2. The capacitive touch screen of claim 1, wherein the branches of
the first conductive strips and the branches of the second
conductive strips do not intersect with each other, and portions of
the first conductive strips other than the branches and portions of
the second conductive strips other than the branches intersect at a
plurality of places.
3. The capacitive touch screen of claim 1, wherein the bends are
arc-shaped, so both the branches of the first and the second
conductive strips are spiral-shaped.
4. The capacitive touch screen of claim 1, wherein the bends are at
right angle, wherein each branch is composed of a plurality of
vertical branch segments and a plurality of horizontal branch
segments connected in series, and the lengths of the branch
segments oriented in the same direction in the same branch are all
different.
5. The capacitive touch screen of claim 4, wherein each branch of
the first conductive strips bent in the clockwise direction is
distributed in the space of one of the branches of the second
conductive strips bent in the clockwise direction, and each branch
of the first conductive strips bent in the anticlockwise direction
is distributed in the space of one of the branches of the second
conductive strips bent in the anticlockwise direction.
6. The capacitive touch screen of claim 1, wherein the total area
of the first conductive strips is greater than that of the second
conductive strips, wherein at least one of the first conductive
strips is provided with a driving signal during mutual-capacitive
detection, and the second conductive strips provide capacitive
coupling signals during mutual-capacitive detection.

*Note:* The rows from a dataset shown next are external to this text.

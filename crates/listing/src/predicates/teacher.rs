//! Predicates for the teacher directory.
//!
//! The directory reuses the category dimension for subjects; it has no
//! level or tag filters.

use crate::filter_state::FilterValue;
use crate::predicate_set::PredicateSet;
use crate::predicates::course::MIN_RATING;
use crate::traits::Predicate;
use catalog::Teacher;

/// Case-insensitive substring search over name, bio and subjects.
pub struct TeacherSearch;

impl Predicate<Teacher, str> for TeacherSearch {
    fn name(&self) -> &str {
        "TeacherSearch"
    }

    fn matches(&self, teacher: &Teacher, term: &str) -> bool {
        let term = term.trim().to_lowercase();
        teacher.name.to_lowercase().contains(&term)
            || teacher.bio.to_lowercase().contains(&term)
            || teacher
                .subjects
                .iter()
                .any(|subject| subject.to_lowercase().contains(&term))
    }
}

/// Keeps teachers who teach the selected subject.
pub struct TeacherSubject;

impl Predicate<Teacher, str> for TeacherSubject {
    fn name(&self) -> &str {
        "TeacherSubject"
    }

    fn matches(&self, teacher: &Teacher, subject: &str) -> bool {
        teacher
            .subjects
            .iter()
            .any(|s| s.eq_ignore_ascii_case(subject.trim()))
    }
}

/// Minimum teacher rating.
pub struct TeacherMinRating;

impl Predicate<Teacher, FilterValue> for TeacherMinRating {
    fn name(&self) -> &str {
        "TeacherMinRating"
    }

    fn matches(&self, teacher: &Teacher, value: &FilterValue) -> bool {
        value
            .as_number()
            .is_none_or(|min| f64::from(teacher.rating) >= min)
    }
}

pub fn teacher_predicates() -> PredicateSet<Teacher> {
    PredicateSet::new()
        .with_search(TeacherSearch)
        .with_category(TeacherSubject)
        .with_custom(MIN_RATING, TeacherMinRating)
}
//! Video id extraction for video-sharing page URLs.
//!
//! Recognition is an ordered list of URL shapes. Each shape finds where an id
//! would start, the id runs until `#`, `&`, `?` or the end of the string, and
//! only an 11-character id over `[A-Za-z0-9_-]` is accepted. A shape that
//! finds a malformed id doesn't stop the shapes after it.

use serde::{Deserialize, Serialize};
use std::fmt;

pub const VIDEO_ID_LEN: usize = 11;

const THUMBNAIL_HOST: &str = "https://img.youtube.com/vi";
const EMBED_BASE: &str = "https://www.youtube.com/embed";
const WATCH_BASE: &str = "https://www.youtube.com/watch?v=";

/// A validated 11-character video id.
#[derive(Debug, Clone, PartialEq, Eq, Hash, Serialize, Deserialize)]
#[serde(try_from = "String", into = "String")]
pub struct VideoId(String);

impl VideoId {
    /// Validate a candidate id. Returns `None` unless it is exactly 11
    /// characters drawn from letters, digits, `-` and `_`.
    pub fn parse(candidate: &str) -> Option<Self> {
        let valid = candidate.len() == VIDEO_ID_LEN
            && candidate
                .bytes()
                .all(|b| b.is_ascii_alphanumeric() || b == b'-' || b == b'_');
        valid.then(|| VideoId(candidate.to_string()))
    }

    pub fn as_str(&self) -> &str {
        &self.0
    }
}

impl fmt::Display for VideoId {
    fn fmt(&self, f: &mut fmt::Formatter<'_>) -> fmt::Result {
        f.write_str(&self.0)
    }
}

impl TryFrom<String> for VideoId {
    type Error = String;

    fn try_from(value: String) -> Result<Self, Self::Error> {
        VideoId::parse(&value).ok_or_else(|| format!("invalid video id: {value}"))
    }
}

impl From<VideoId> for String {
    fn from(id: VideoId) -> Self {
        id.0
    }
}

/// Accepted URL shapes, in the order they are tried.
#[derive(Debug, Clone, Copy, PartialEq, Eq)]
pub enum VideoShape {
    /// `youtu.be/ID`
    Short,
    /// `.../embed/ID`
    Embed,
    /// `.../v/ID`
    LegacyV,
    /// `.../u/<user>/ID`
    LegacyUser,
    /// `watch?v=ID`, or `v=ID` later in the query (`watch?feature=x&v=ID`)
    Watch,
    /// `&v=ID` anywhere (`attribution_link?a=x&v=ID`, `playlist?list=x&v=ID`)
    AmpV,
}

impl VideoShape {
    pub const ORDERED: [VideoShape; 6] = [
        VideoShape::Short,
        VideoShape::Embed,
        VideoShape::LegacyV,
        VideoShape::LegacyUser,
        VideoShape::Watch,
        VideoShape::AmpV,
    ];

    /// The raw id candidate this shape finds in `url`, if the shape applies.
    /// The candidate is not validated.
    pub fn candidate(self, url: &str) -> Option<&str> {
        match self {
            VideoShape::Short => after_marker(url, "youtu.be/").map(id_run),
            VideoShape::Embed => after_marker(url, "/embed/").map(id_run),
            VideoShape::LegacyV => after_marker(url, "/v/").map(id_run),
            VideoShape::LegacyUser => legacy_user_candidate(url),
            VideoShape::Watch => watch_candidate(url),
            VideoShape::AmpV => after_marker(url, "&v=").map(id_run),
        }
    }

    /// The validated id this shape finds in `url`
    pub fn extract(self, url: &str) -> Option<VideoId> {
        self.candidate(url).and_then(VideoId::parse)
    }
}

fn after_marker<'a>(url: &'a str, marker: &str) -> Option<&'a str> {
    url.find(marker).map(|idx| &url[idx + marker.len()..])
}

/// Everything up to the first `#`, `&` or `?`
fn id_run(rest: &str) -> &str {
    let end = rest.find(['#', '&', '?']).unwrap_or(rest.len());
    &rest[..end]
}

fn legacy_user_candidate(url: &str) -> Option<&str> {
    let rest = after_marker(url, "/u/")?;
    let slash = rest.find('/')?;
    let user = &rest[..slash];
    let is_word = |c: char| c.is_ascii_alphanumeric() || c == '_';
    if user.is_empty() || !user.chars().all(is_word) {
        return None;
    }
    Some(id_run(&rest[slash + 1..]))
}

fn watch_candidate(url: &str) -> Option<&str> {
    let query = after_marker(url, "watch?")?;
    let query = &query[..query.find('#').unwrap_or(query.len())];
    query
        .split('&')
        .find_map(|pair| pair.strip_prefix("v="))
        .map(id_run)
}

/// Extract a video id by trying each shape in order.
pub fn extract_video_id(url: &str) -> Option<VideoId> {
    VideoShape::ORDERED
        .iter()
        .find_map(|shape| shape.extract(url))
}

/// Thumbnail sizes published for every video.
#[derive(Debug, Clone, Copy, PartialEq, Eq, Default)]
pub enum ThumbnailQuality {
    /// 120x90
    Default,
    /// 320x180
    Medium,
    /// 480x360
    #[default]
    High,
    /// 640x480
    Standard,
    /// Up to 1280x720; missing for some videos
    MaxRes,
}

impl ThumbnailQuality {
    pub fn file_name(self) -> &'static str {
        match self {
            ThumbnailQuality::Default => "default.jpg",
            ThumbnailQuality::Medium => "mqdefault.jpg",
            ThumbnailQuality::High => "hqdefault.jpg",
            ThumbnailQuality::Standard => "sddefault.jpg",
            ThumbnailQuality::MaxRes => "maxresdefault.jpg",
        }
    }
}

pub fn thumbnail_url(id: &VideoId, quality: ThumbnailQuality) -> String {
    format!("{}/{}/{}", THUMBNAIL_HOST, id, quality.file_name())
}

/// URL for an embedded player
pub fn embed_url(id: &VideoId) -> String {
    format!("{}/{}", EMBED_BASE, id)
}

/// Canonical watch page URL
pub fn watch_url(id: &VideoId) -> String {
    format!("{}{}", WATCH_BASE, id)
}

/// Rewrite any recognized video URL into its embed URL.
pub fn to_embed_url(url: &str) -> Option<String> {
    extract_video_id(url).map(|id| embed_url(&id))
}

#[cfg(test)]
mod tests {
    use super::*;

    const ID: &str = "dQw4w9WgXcQ";

    fn id_of(url: &str) -> Option<String> {
        extract_video_id(url).map(String::from)
    }

    #[test]
    fn test_video_id_validation() {
        assert!(VideoId::parse(ID).is_some());
        assert!(VideoId::parse("abc-DEF_123").is_some());
        assert!(VideoId::parse("dQw4w9WgXc").is_none());
        assert!(VideoId::parse("dQw4w9WgXcQQ").is_none());
        assert!(VideoId::parse("dQw4w9WgX.Q").is_none());
        assert!(VideoId::parse("").is_none());
    }

    #[test]
    fn test_short_shape() {
        assert_eq!(VideoShape::Short.candidate("https://youtu.be/dQw4w9WgXcQ"), Some(ID));
        assert_eq!(
            VideoShape::Short.candidate("https://youtu.be/dQw4w9WgXcQ?t=42"),
            Some(ID)
        );
        assert_eq!(VideoShape::Short.candidate("https://www.youtube.com/watch?v=x"), None);
    }

    #[test]
    fn test_embed_shape() {
        assert_eq!(
            VideoShape::Embed.extract("https://www.youtube.com/embed/dQw4w9WgXcQ?rel=0"),
            VideoId::parse(ID)
        );
        assert_eq!(
            VideoShape::Embed.extract("https://www.youtube-nocookie.com/embed/dQw4w9WgXcQ"),
            VideoId::parse(ID)
        );
    }

    #[test]
    fn test_legacy_v_shape() {
        assert_eq!(
            VideoShape::LegacyV.extract("https://www.youtube.com/v/dQw4w9WgXcQ#t=10"),
            VideoId::parse(ID)
        );
    }

    #[test]
    fn test_legacy_user_shape() {
        assert_eq!(
            VideoShape::LegacyUser.extract("https://www.youtube.com/u/somebody/dQw4w9WgXcQ"),
            VideoId::parse(ID)
        );
        assert_eq!(
            VideoShape::LegacyUser.candidate("https://www.youtube.com/u/x/dQw4w9WgXcQ"),
            Some(ID)
        );
        assert_eq!(
            VideoShape::LegacyUser.candidate("https://www.youtube.com/u/bad.name/dQw4w9WgXcQ"),
            None
        );
    }

    #[test]
    fn test_watch_shape() {
        assert_eq!(
            VideoShape::Watch.extract("https://www.youtube.com/watch?v=dQw4w9WgXcQ"),
            VideoId::parse(ID)
        );
        assert_eq!(
            VideoShape::Watch.extract("https://www.youtube.com/watch?v=dQw4w9WgXcQ&list=PL1"),
            VideoId::parse(ID)
        );
        assert_eq!(
            VideoShape::Watch.extract("https://m.youtube.com/watch?feature=shared&v=dQw4w9WgXcQ"),
            VideoId::parse(ID)
        );
        assert_eq!(
            VideoShape::Watch.extract("https://www.youtube.com/watch?v=dQw4w9WgXcQ#t=5"),
            VideoId::parse(ID)
        );
        assert_eq!(VideoShape::Watch.candidate("https://www.youtube.com/watch?list=PL1"), None);
    }

    #[test]
    fn test_amp_v_shape() {
        assert_eq!(
            VideoShape::AmpV.extract("https://www.youtube.com/attribution_link?a=abc&v=dQw4w9WgXcQ"),
            VideoId::parse(ID)
        );
        assert_eq!(
            VideoShape::AmpV.extract("https://www.youtube.com/playlist?list=PL1&v=dQw4w9WgXcQ&t=3"),
            VideoId::parse(ID)
        );
        assert_eq!(VideoShape::AmpV.candidate("https://www.youtube.com/playlist?v=x"), None);
        assert_eq!(VideoShape::AmpV.extract("https://example.com/page?a=1&v=short"), None);

        // Not behind a watch? marker, so only the query shape sees it
        let url = "https://www.youtube.com/attribution_link?a=abc&v=dQw4w9WgXcQ";
        assert_eq!(VideoShape::Watch.candidate(url), None);
        assert_eq!(id_of(url).as_deref(), Some(ID));
        assert_eq!(
            id_of("https://www.youtube.com/playlist?list=PL1&v=dQw4w9WgXcQ").as_deref(),
            Some(ID)
        );
    }

    #[test]
    fn test_id_terminators() {
        for suffix in ["", "#frag", "&x=1", "?x=1"] {
            let url = format!("https://youtu.be/{ID}{suffix}");
            assert_eq!(id_of(&url).as_deref(), Some(ID), "{url}");
        }
        // Anything else glued to the id makes it the wrong length
        assert_eq!(id_of("https://youtu.be/dQw4w9WgXcQ/extra"), None);
        assert_eq!(id_of("https://www.youtube.com/embed/dQw4w9WgXcQX"), None);
        assert_eq!(id_of("https://youtu.be/short"), None);
    }

    #[test]
    fn test_malformed_shape_falls_through_to_later_shapes() {
        // The embed path holds a bad id but the query carries a good one
        let url = "https://www.youtube.com/embed/nope/watch?v=dQw4w9WgXcQ";
        assert_eq!(VideoShape::Embed.extract(url), None);
        assert_eq!(id_of(url).as_deref(), Some(ID));
    }

    #[test]
    fn test_unrelated_urls() {
        assert_eq!(id_of("not-a-url"), None);
        assert_eq!(id_of("https://example.com/photo.png"), None);
        assert_eq!(id_of("https://vimeo.com/123456789"), None);
    }

    #[test]
    fn test_derived_urls() {
        let id = VideoId::parse(ID).unwrap();
        assert_eq!(
            thumbnail_url(&id, ThumbnailQuality::default()),
            "https://img.youtube.com/vi/dQw4w9WgXcQ/hqdefault.jpg"
        );
        assert_eq!(
            thumbnail_url(&id, ThumbnailQuality::MaxRes),
            "https://img.youtube.com/vi/dQw4w9WgXcQ/maxresdefault.jpg"
        );
        assert_eq!(embed_url(&id), "https://www.youtube.com/embed/dQw4w9WgXcQ");
        assert_eq!(watch_url(&id), "https://www.youtube.com/watch?v=dQw4w9WgXcQ");
        assert_eq!(
            to_embed_url("https://youtu.be/dQw4w9WgXcQ").as_deref(),
            Some("https://www.youtube.com/embed/dQw4w9WgXcQ")
        );
    }
}
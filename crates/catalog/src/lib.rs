//! # Catalog Crate
//!
//! In-memory course and teacher catalog for the LMS listing screens.
//!
//! ## Main Components
//!
//! - **types**: Domain records (Course, Lesson, Teacher) and the Catalog store
//! - **parser**: Read courses.json / teachers.json into records
//! - **index**: Build lookup indices and per-category statistics
//! - **error**: Error types for catalog loading
//!
//! ## Example Usage
//!
//! ```ignore
//! use catalog::Catalog;
//! use std::path::Path;
//!
//! let catalog = Catalog::load_from_dir(Path::new("data/catalog"))?;
//!
//! for category in catalog.categories() {
//!     println!("{category}: {} courses", catalog.get_courses_by_category(category).len());
//! }
//! ```

pub mod error;
pub mod index;
pub mod parser;
pub mod types;

pub use error::{CatalogError, Result};
pub use types::{
    // Type aliases
    CourseId,
    LessonId,
    TeacherId,
    // Core types
    Catalog,
    CategoryStats,
    Course,
    Lesson,
    Teacher,
    // Enums
    CourseLevel,
};

#[cfg(test)]
mod tests {
    use super::*;

    #[test]
    fn test_catalog_creation() {
        let catalog = Catalog::new();
        let (courses, teachers, lessons) = catalog.counts();

        assert_eq!(courses, 0);
        assert_eq!(teachers, 0);
        assert_eq!(lessons, 0);
    }

    #[test]
    fn test_insert_course() {
        let mut catalog = Catalog::new();

        let course = Course {
            id: 1,
            title: "Intro to Rust".to_string(),
            description: "Ownership and borrowing".to_string(),
            teacher_id: None,
            instructor: "Ferris".to_string(),
            category: "Programming".to_string(),
            level: CourseLevel::Beginner,
            tags: vec!["rust".to_string()],
            price: 0.0,
            rating: 4.8,
            enrolled_students: 1200,
            duration_minutes: 90,
            thumbnail: None,
            lessons: vec![],
        };

        catalog.insert_course(course).unwrap();

        let retrieved = catalog.get_course(1).unwrap();
        assert_eq!(retrieved.title, "Intro to Rust");
        assert!(retrieved.is_free());
        assert_eq!(catalog.courses().len(), 1);
    }

    #[test]
    fn test_course_level_parsing() {
        assert_eq!("advanced".parse::<CourseLevel>(), Ok(CourseLevel::Advanced));
        assert_eq!(" Beginner ".parse::<CourseLevel>(), Ok(CourseLevel::Beginner));
        assert!("All Levels".parse::<CourseLevel>().is_err());
        assert_eq!(CourseLevel::Intermediate.to_string(), "Intermediate");
    }

    #[test]
    fn test_empty_queries() {
        let catalog = Catalog::new();

        assert!(catalog.get_course(999).is_none());
        assert!(catalog.get_teacher(999).is_none());
        assert!(catalog.get_courses_by_category("Nope").is_empty());
        assert!(catalog.get_courses_by_teacher(999).is_empty());
        assert!(catalog.categories().is_empty());
        assert!(catalog.tags().is_empty());
    }
}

7. A capacitive touch screen comprising: a plurality of first
conductive strips, each of the first conductive strips including a
plurality of branches on at least one side thereof, each branch of
the first conductive strips including a plurality of first branches
and a plurality of second branches, each of the first branches
including a plurality of bends in a clockwise direction and each of
the second branches including a plurality of bends in an
anticlockwise direction; and a plurality of second conductive
strips, each of the second conductive strips including a plurality
of branches on at least one side thereof, each branch of the second
conductive strips including a plurality of first branches and a
plurality of second branches, each of the first branches including
a plurality of bends in the clockwise direction and each of the
second branches including a plurality of bends in the anticlockwise
direction, wherein the branches of the first conductive strips and
the branches of the second conductive strips are distributed within
the spaces of each other.
8. The capacitive touch screen of claim 7, wherein the branches of
the first conductive strips and the branches of the second
conductive strips do not intersect with each other, and portions of
the first conductive strips other than the branches and portions of
the second conductive strips other than the branches intersect at a
plurality of places.
9. The capacitive touch screen of claim 7, wherein the bends are
arc-shaped, so both the branches of the first and the second
conductive strips are spiral-shaped.
10. The capacitive touch screen of claim 7, wherein the bends are
at right angle, wherein each branch is composed of a plurality of
vertical branch segments and a plurality of horizontal branch
segments connected in series, and the lengths of the branch
segments oriented in the same direction in the same branch are all
different.
11. The capacitive touch screen of claim 10, wherein each branch of
the first conductive strips bent in the clockwise direction is
distributed in the space of one of the branches of the second
conductive strips bent in the clockwise direction, and each branch
of the first conductive strips bent in the anticlockwise direction
is distributed in the space of one of the branches of the second
conductive strips bent in the anticlockwise direction.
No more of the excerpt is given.